En El sueño de Ellis, una inmigrante polaca que posee los rasgos bellísimos de Marion Cotillard llega a los Estados Unidos acompañada de su hermana tísica. Son los años veinte, y en la isla de Ellis, antesala de Nueva York, los aduaneros hacen selección de los que cruzarán la última barrera. Los enfermos y los criptocomunistas habrán de quedarse en la isla antes de ser deportados a sus países de origen, para no contagiar el tejido social de la América decente. El personaje de Marion Cotillard no tose sangre en un pañuelo escondido, ni desembarca en el muelle cantando la Internacional, pero es denunciada por un pasajero como una mujer de moral laxa, pues al parecer, en el barco, aprovechando el trepidante oleaje del Océano Atlántico, se acostó con varios europeos que anclaron en su carne para no caerse por la borda. Es así como ambas hermanas, la casquivana y la tuberculosa, a pesar de rezar cien Ave Marías de rodillas, pues son católicas de la Polonia más estricta y devota, serán colocadas en los barracones de los que nunca habrán de pisar la Tierra Prometida. 

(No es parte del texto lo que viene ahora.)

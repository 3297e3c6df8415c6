/*
 * Copyright (c) Radzivon Bartoshyk, 10/2026. All rights reserved.
 *
 * Redistribution and use in source and binary forms, with or without modification,
 * are permitted provided that the following conditions are met:
 *
 * 1.  Redistributions of source code must retain the above copyright notice, this
 * list of conditions and the following disclaimer.
 *
 * 2.  Redistributions in binary form must reproduce the above copyright notice,
 * this list of conditions and the following disclaimer in the documentation
 * and/or other materials provided with the distribution.
 *
 * 3.  Neither the name of the copyright holder nor the names of its
 * contributors may be used to endorse or promote products derived from
 * this software without specific prior written permission.
 *
 * THIS SOFTWARE IS PROVIDED BY THE COPYRIGHT HOLDERS AND CONTRIBUTORS "AS IS"
 * AND ANY EXPRESS OR IMPLIED WARRANTIES, INCLUDING, BUT NOT LIMITED TO, THE
 * IMPLIED WARRANTIES OF MERCHANTABILITY AND FITNESS FOR A PARTICULAR PURPOSE ARE
 * DISCLAIMED. IN NO EVENT SHALL THE COPYRIGHT HOLDER OR CONTRIBUTORS BE LIABLE
 * FOR ANY DIRECT, INDIRECT, INCIDENTAL, SPECIAL, EXEMPLARY, OR CONSEQUENTIAL
 * DAMAGES (INCLUDING, BUT NOT LIMITED TO, PROCUREMENT OF SUBSTITUTE GOODS OR
 * SERVICES; LOSS OF USE, DATA, OR PROFITS; OR BUSINESS INTERRUPTION) HOWEVER
 * CAUSED AND ON ANY THEORY OF LIABILITY, WHETHER IN CONTRACT, STRICT LIABILITY,
 * OR TORT (INCLUDING NEGLIGENCE OR OTHERWISE) ARISING IN ANY WAY OUT OF THE USE
 * OF THIS SOFTWARE, EVEN IF ADVISED OF THE POSSIBILITY OF SUCH DAMAGE.
 */

#![no_main]

use camframe::{yuv420_to_nv21, YuvPlanarImage};
use libfuzzer_sys::fuzz_target;

fuzz_target!(|data: (u8, u8, u8, u8, bool, u8, u8, u8)| {
    fuzz_nv21(data.0, data.1, data.2, data.3, data.4, data.5, data.6, data.7);
});

#[allow(clippy::too_many_arguments)]
fn fuzz_nv21(
    i_width: u8,
    i_height: u8,
    y_padding: u8,
    uv_padding: u8,
    semi_planar: bool,
    y_value: u8,
    u_value: u8,
    v_value: u8,
) {
    if i_height < 2 || i_width < 2 {
        return;
    }
    let width = i_width as usize & !1;
    let height = i_height as usize & !1;
    let chroma_width = width / 2;
    let chroma_height = height / 2;
    let pixel_stride = if semi_planar { 2 } else { 1 };

    let y_stride = width + y_padding as usize;
    let uv_stride = chroma_width * pixel_stride + uv_padding as usize;

    let y_plane = vec![y_value; y_stride * (height - 1) + width];
    let uv_len = uv_stride * (chroma_height - 1) + pixel_stride * (chroma_width - 1) + 1;
    let u_plane = vec![u_value; uv_len];
    let v_plane = vec![v_value; uv_len];

    let planar_image = YuvPlanarImage {
        y_plane: &y_plane,
        y_stride: y_stride as u32,
        u_plane: &u_plane,
        u_stride: uv_stride as u32,
        u_pixel_stride: pixel_stride as u32,
        v_plane: &v_plane,
        v_stride: uv_stride as u32,
        v_pixel_stride: pixel_stride as u32,
        width: width as u32,
        height: height as u32,
    };

    let nv21 = yuv420_to_nv21(&planar_image).unwrap();

    assert_eq!(nv21.as_bytes().len(), width * height + width * height / 2);
    assert!(nv21.y_plane().iter().all(|&y| y == y_value));
    for vu in nv21.vu_plane().chunks_exact(2) {
        assert_eq!(vu, &[v_value, u_value]);
    }
}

            Es entonces cuando aparece en escena Bruno Weiss, el proxeneta neoyorquino que busca muchachas desvalidas para relanzar su negocio. A cambio de una pequeña mordida, los aduaneros harán como que han perdido los papeles, como que les falta una mujer en el recuento, y Marion Cotillard, con su cara de ángel, gozará asñi de una oportunidad laboral en el Nuevo Mundo. Una oportunidad humillante, deshumanizada, de diez polvos por noche, que ella acepta resignada. Muy mal tenía que pasarlo en Polonia si esta vida es preferible a la que llevaba allí, cuestión que uno, en su ignorancia, siempre se plantea cuando ve películas de inmigrantes que llegan a América. Pues una exigua minoría, eso es verdad, terminó haciendo fortuna y comprándose una mansión, pero una gran mayoría acabó pelando patatas en los restaurantes, pidiendo limosnas en las calles, enrolándose en los ejércitos para comer un chusco de pan a cambio de recibir gentilmente un disparo en la cabeza. Cuántos, me pregunto, viajaron acuciados por la supervivencia, y cuántos lo hicieron engañados por la publicidad.